Netanyahu ha bisogno di far saltare in aria la polveriera del Medio Oriente?
A seguito della decisione della Corte penale internazionale di chiedere mandati di arresto per Netanyahu e Galant accusati di “crimini contro l’umanità”, Netanyahu sa che una volta terminata la guerra asimmetrica contro Hamas, rischia un procedimento penale internazionale. Joe Biden, in un’intervista pubblicata dalla rivista Time, ha ammesso che “Netanyahu prolungherebbe la guerra per ragioni politiche e per rimanere al potere a capo di una complessa coalizione di governo”.
Così, Netanyahu ha una minoranza precaria nel governo e sa che se verranno indette le elezioni potrebbe essere processato e condannato al carcere, quindi cercherà quest’estate di far saltare in aria la polveriera del Medio Oriente. In questo contesto, il Mossad israeliano starebbe preparando un attacco sotto falsa bandiera nel Golfo Persico simile a quello della corazzata Maine nel 1898 e, dopo aver attribuito la sua paternità agli iraniani, avrebbe ottenuto che il Congresso degli Stati Uniti dichiarasse lo stato di guerra contro l’Iran per modellare la cartografia del Nuovo Medio Oriente.
Ci troveremmo quindi in un momento cruciale per definire l’immediato futuro del Medio Oriente (Oriente PROME), poiché dopo l’arrivo di Donald Trump alla Casa Bianca ci sarebbe stata una crescente pressione da parte della lobby filo-israeliana degli Stati Uniti (AIPAC) per procedere alla destabilizzazione dell’Iran con metodi rapidi.
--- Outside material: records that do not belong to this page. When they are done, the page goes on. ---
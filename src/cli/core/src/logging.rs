/* src/cli/core/src/logging.rs */

use tracing_subscriber::{EnvFilter, fmt, layer::SubscriberExt, registry, util::SubscriberInitExt};

const DEFAULT_LEVEL: &str = "info";

/// Install the global subscriber. `RUST_LOG` wins over `--verbose`.
/// Logs go to stderr so command output on stdout stays pipeable.
pub fn init(verbose: bool) {
  let default_level = if verbose { "debug" } else { DEFAULT_LEVEL };
  let filter =
    EnvFilter::try_from_default_env().unwrap_or_else(|_| EnvFilter::new(default_level));
  let stderr_layer = fmt::layer().with_writer(std::io::stderr).with_target(false);
  // A second init (tests, embedding) keeps the first subscriber.
  let _ = registry().with(filter).with(stderr_layer).try_init();
}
Così, l’attacco di Israele all’Iran e la successiva guerra regionale in Medio Oriente saranno utilizzati da Stati Uniti, Regno Unito e Israele per procedere a ridisegnare la cartografia del puzzle disarticolato formato da questi paesi e quindi raggiungere confini strategicamente vantaggiosi per Israele, seguendo il piano orchestrato 60 anni fa congiuntamente dai governi del Regno Unito. Gli Stati Uniti e Israele e che avrebbe avuto l’appoggio dei principali alleati occidentali.
Questa guerra sarà un nuovo episodio locale che sarà inquadrato nel ritorno all’endemismo ricorrente della Guerra Fredda. Coinvolgerà entrambe le superpotenze, con le potenze regionali (Israele, Egitto, Arabia Saudita e Iran) come necessari collaboratori, coprendo lo spazio geografico che si estende dall’arco mediterraneo (Libia, Siria e Libano) allo Yemen e alla Somalia e avendo come epicentro l’Iraq (ricordando la guerra del Vietnam con Lindon B. Johnson, 1963-1969).